Когда сын вместо привычного «Хакель» произносит «штудиенрат Хакельберг», это значит, он хочет подвести под свою аргументацию официальную базу, подумала женщина. Это еще Эрих заметил.

Сперва женщина хотела улыбнуться, но, подумав про себя: «Эрих», она не стала улыбаться. Она подошла к газовой плите и убавила огонь. Внезапно заклокотавшая черная кастрюлька смолкла.

— Хакель, я хочу сказать, штудиенрат Хакельберг, и сам печатает на машинке. Как составитель учебников…

— Сперва пообедаем, Вальтер. У нас сегодня томатный суп. Затем перейдем к деловой части. Отец тоже придерживался такого распорядка, верно?

— Хорошо, — согласился сын, но это звучало так, будто он сказал «очень плохо». Будто он сказал: «Ты хочешь снова оттянуть решение». Будто он сказал: «Политика проволочек».

— Работы не раздавали? — спросила женщина за едой.

— Нет, мы только сегодня писали.

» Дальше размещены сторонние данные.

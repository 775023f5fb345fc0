#![warn(missing_docs)]
//! Module for handling the elements of a sequential optical system.
//!
//! An [`Element`] describes one surface or boundary of the system: its position
//! relative to the previous element, its clear aperture and - for refracting or
//! reflecting surfaces - its curvature and the material filling the space
//! *after* it. Elements are plain data; all propagation physics lives in the
//! trace modules.
use std::fmt::Display;

use nalgebra::Vector3;
use serde::{Deserialize, Serialize};

use crate::material::Material;

/// One surface or boundary of a sequential optical system.
///
/// The four kinds differ in the data they carry and in how the tracers treat
/// them. An exhaustive `match` over this enum is the single dispatch point for
/// per-kind behavior.
#[derive(Debug, Clone, PartialEq, Serialize, Deserialize)]
pub enum Element {
    /// The entry conjugate of the system.
    ///
    /// `radius` is the half field *height* for a finite conjugate or the half
    /// field *angle* (in radian) for an object at infinity.
    Object {
        /// position relative to the previous element (z along the design axis)
        origin: Vector3<f64>,
        /// half field height (finite) or half field angle in radian (infinite)
        radius: f64,
        /// object at finite distance (height-specified) vs. at infinity (angle-specified)
        finite: bool,
        /// the medium of the object space
        material: Option<Material>,
    },
    /// A refracting or reflecting spherical surface (flat for zero curvature).
    Spheroid {
        /// position relative to the previous element
        origin: Vector3<f64>,
        /// clear semi-aperture
        radius: f64,
        /// reciprocal of the radius of curvature; 0 = flat
        curvature: f64,
        /// the medium *after* this surface; `None` = air
        material: Option<Material>,
    },
    /// A pure geometric stop. Never refracts.
    Aperture {
        /// position relative to the previous element
        origin: Vector3<f64>,
        /// clear semi-aperture
        radius: f64,
        /// the medium after the stop (kept for bookkeeping, never refracts)
        material: Option<Material>,
    },
    /// The exit conjugate of the system.
    Image {
        /// position relative to the previous element
        origin: Vector3<f64>,
        /// clear semi-aperture of the image field
        radius: f64,
    },
}

impl Element {
    /// Create a new object element at the given axial offset.
    ///
    /// For `finite == false` the offset is conventionally zero and `radius` is
    /// the half field angle in radian.
    #[must_use]
    pub fn object(distance: f64, radius: f64, finite: bool) -> Self {
        Self::Object {
            origin: Vector3::new(0.0, 0.0, distance),
            radius,
            finite,
            material: None,
        }
    }
    /// Create a new spherical surface.
    #[must_use]
    pub fn spheroid(distance: f64, radius: f64, curvature: f64, material: Option<Material>) -> Self {
        Self::Spheroid {
            origin: Vector3::new(0.0, 0.0, distance),
            radius,
            curvature,
            material,
        }
    }
    /// Create a new aperture stop.
    #[must_use]
    pub fn aperture(distance: f64, radius: f64, material: Option<Material>) -> Self {
        Self::Aperture {
            origin: Vector3::new(0.0, 0.0, distance),
            radius,
            material,
        }
    }
    /// Create a new image element.
    #[must_use]
    pub fn image(distance: f64, radius: f64) -> Self {
        Self::Image {
            origin: Vector3::new(0.0, 0.0, distance),
            radius,
        }
    }
    /// Returns the position of this [`Element`] relative to the previous one.
    #[must_use]
    pub const fn origin(&self) -> Vector3<f64> {
        match self {
            Self::Object { origin, .. }
            | Self::Spheroid { origin, .. }
            | Self::Aperture { origin, .. }
            | Self::Image { origin, .. } => *origin,
        }
    }
    /// Returns the axial offset (z component of the origin) of this [`Element`].
    #[must_use]
    pub fn distance(&self) -> f64 {
        self.origin().z
    }
    /// Sets the axial offset of this [`Element`].
    pub fn set_distance(&mut self, distance: f64) {
        match self {
            Self::Object { origin, .. }
            | Self::Spheroid { origin, .. }
            | Self::Aperture { origin, .. }
            | Self::Image { origin, .. } => origin.z = distance,
        }
    }
    /// Returns the clear semi-aperture (or field radius / angle) of this [`Element`].
    #[must_use]
    pub const fn radius(&self) -> f64 {
        match self {
            Self::Object { radius, .. }
            | Self::Spheroid { radius, .. }
            | Self::Aperture { radius, .. }
            | Self::Image { radius, .. } => *radius,
        }
    }
    /// Sets the clear semi-aperture of this [`Element`].
    pub fn set_radius(&mut self, new_radius: f64) {
        match self {
            Self::Object { radius, .. }
            | Self::Spheroid { radius, .. }
            | Self::Aperture { radius, .. }
            | Self::Image { radius, .. } => *radius = new_radius,
        }
    }
    /// Returns the curvature of this [`Element`] (0 for everything but a curved spheroid).
    #[must_use]
    pub const fn curvature(&self) -> f64 {
        match self {
            Self::Spheroid { curvature, .. } => *curvature,
            _ => 0.0,
        }
    }
    /// Returns the material *after* this [`Element`], if any.
    #[must_use]
    pub const fn material(&self) -> Option<&Material> {
        match self {
            Self::Object { material, .. }
            | Self::Spheroid { material, .. }
            | Self::Aperture { material, .. } => material.as_ref(),
            Self::Image { .. } => None,
        }
    }
    /// Sets the material after this [`Element`]. Silently ignored on an image element.
    pub fn set_material(&mut self, new_material: Option<Material>) {
        match self {
            Self::Object { material, .. }
            | Self::Spheroid { material, .. }
            | Self::Aperture { material, .. } => *material = new_material,
            Self::Image { .. } => {}
        }
    }
    /// Returns `true` if this [`Element`] folds the beam path (mirror material).
    #[must_use]
    pub fn is_reflective(&self) -> bool {
        self.material().is_some_and(Material::is_mirror)
    }
    /// Returns `true` for an [`Element::Object`].
    #[must_use]
    pub const fn is_object(&self) -> bool {
        matches!(self, Self::Object { .. })
    }
    /// Returns `true` for an [`Element::Image`].
    #[must_use]
    pub const fn is_image(&self) -> bool {
        matches!(self, Self::Image { .. })
    }
    /// Returns `true` for an [`Element::Aperture`].
    #[must_use]
    pub const fn is_aperture(&self) -> bool {
        matches!(self, Self::Aperture { .. })
    }
    /// Returns `true` for an [`Element::Spheroid`].
    #[must_use]
    pub const fn is_spheroid(&self) -> bool {
        matches!(self, Self::Spheroid { .. })
    }
    /// Surface sag at transverse height `h` (axial depth of the surface profile).
    ///
    /// Zero for flat surfaces and non-spheroid elements. Returns `None` if `h`
    /// lies beyond the hemisphere of a curved surface.
    #[must_use]
    pub fn sag(&self, h: f64) -> Option<f64> {
        let c = self.curvature();
        if c == 0.0 {
            return Some(0.0);
        }
        let arg = (c * h).mul_add(-(c * h), 1.0);
        if arg < 0.0 {
            return None;
        }
        Some(c * h * h / (1.0 + arg.sqrt()))
    }
    /// Multiply all stored lengths of this [`Element`] by `factor` (unit change).
    ///
    /// Curvatures divide by the factor; the angular radius of an object at
    /// infinity is not a length and stays untouched.
    pub fn rescale(&mut self, factor: f64) {
        match self {
            Self::Object {
                origin,
                radius,
                finite,
                ..
            } => {
                *origin *= factor;
                if *finite {
                    *radius *= factor;
                }
            }
            Self::Spheroid {
                origin,
                radius,
                curvature,
                ..
            } => {
                *origin *= factor;
                *radius *= factor;
                *curvature /= factor;
            }
            Self::Aperture { origin, radius, .. } | Self::Image { origin, radius } => {
                *origin *= factor;
                *radius *= factor;
            }
        }
    }
    /// Flip this [`Element`] for a reversed propagation direction (negates the curvature).
    pub fn flip(&mut self) {
        if let Self::Spheroid { curvature, .. } = self {
            *curvature = -*curvature;
        }
    }
}

impl Display for Element {
    fn fmt(&self, f: &mut std::fmt::Formatter<'_>) -> std::fmt::Result {
        let material = self
            .material()
            .map_or_else(|| "-".to_owned(), |m| m.name().to_owned());
        match self {
            Self::Object { finite, .. } => write!(
                f,
                "O {:>10} {:10.4} {:8.4} {:>8}",
                "inf",
                self.distance(),
                self.radius(),
                material
            )
            .and_then(|()| if *finite { write!(f, " (finite)") } else { Ok(()) }),
            Self::Spheroid { curvature, .. } => {
                let roc = if *curvature == 0.0 {
                    "flat".to_owned()
                } else {
                    format!("{:.4}", 1.0 / curvature)
                };
                write!(
                    f,
                    "S {roc:>10} {:10.4} {:8.4} {:>8}",
                    self.distance(),
                    self.radius(),
                    material
                )
            }
            Self::Aperture { .. } => write!(
                f,
                "A {:>10} {:10.4} {:8.4} {:>8}",
                "-",
                self.distance(),
                self.radius(),
                material
            ),
            Self::Image { .. } => write!(
                f,
                "I {:>10} {:10.4} {:8.4} {:>8}",
                "-",
                self.distance(),
                self.radius(),
                material
            ),
        }
    }
}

По математике.

— Ну и как?

— Три задачи решил верно, две нет. По алгебре. Так, где-то между тройкой и двойкой.

— Не блеск, — сказала женщина.

— Двойка — это четверка маленького человека, — ухмыльнулся сын. — Папино изречение. По математике он был бездарь вроде меня.

— Вальтер!..

— Я ж правду говорю. Но… — сын опустил в суп ложку, которую поднес было к губам, склонил голову к плечу и снизу вверх умоляюще поглядел на мать, — но если я смогу печатать на машинке, я сэкономлю много времени. Сочинения куда лучше отстукивать на машинке. А в сбереженное время я смогу основательно заняться математикой. Смогу вылезти на четверку.

— Умственный кульбит, — рассмеялась женщина. — Логика просто сокрушительная.

— Ну? — упорствовал сын.

Женщина снова помрачнела. Откинулась на спинку стула. Закрыла глаза. Потом, испугавшись, что сын может счесть это кривлянием, снова подобралась и сказала прямо в лицо сыну:

— Мне не хотелось бы осквернять рабочий инструмент отца. — Сказала очень медленно.

Мальчик испугался. Он встал, подошел к окну, совсем близко — стекло запотело от его дыхания, — и спросил:

— Осквернять? Моими руками? Руками сына?

— Не твоими руками, а теми деловыми письмами, которые будут диктовать на машинку отца, всем… всем низменным. Я хочу сказать…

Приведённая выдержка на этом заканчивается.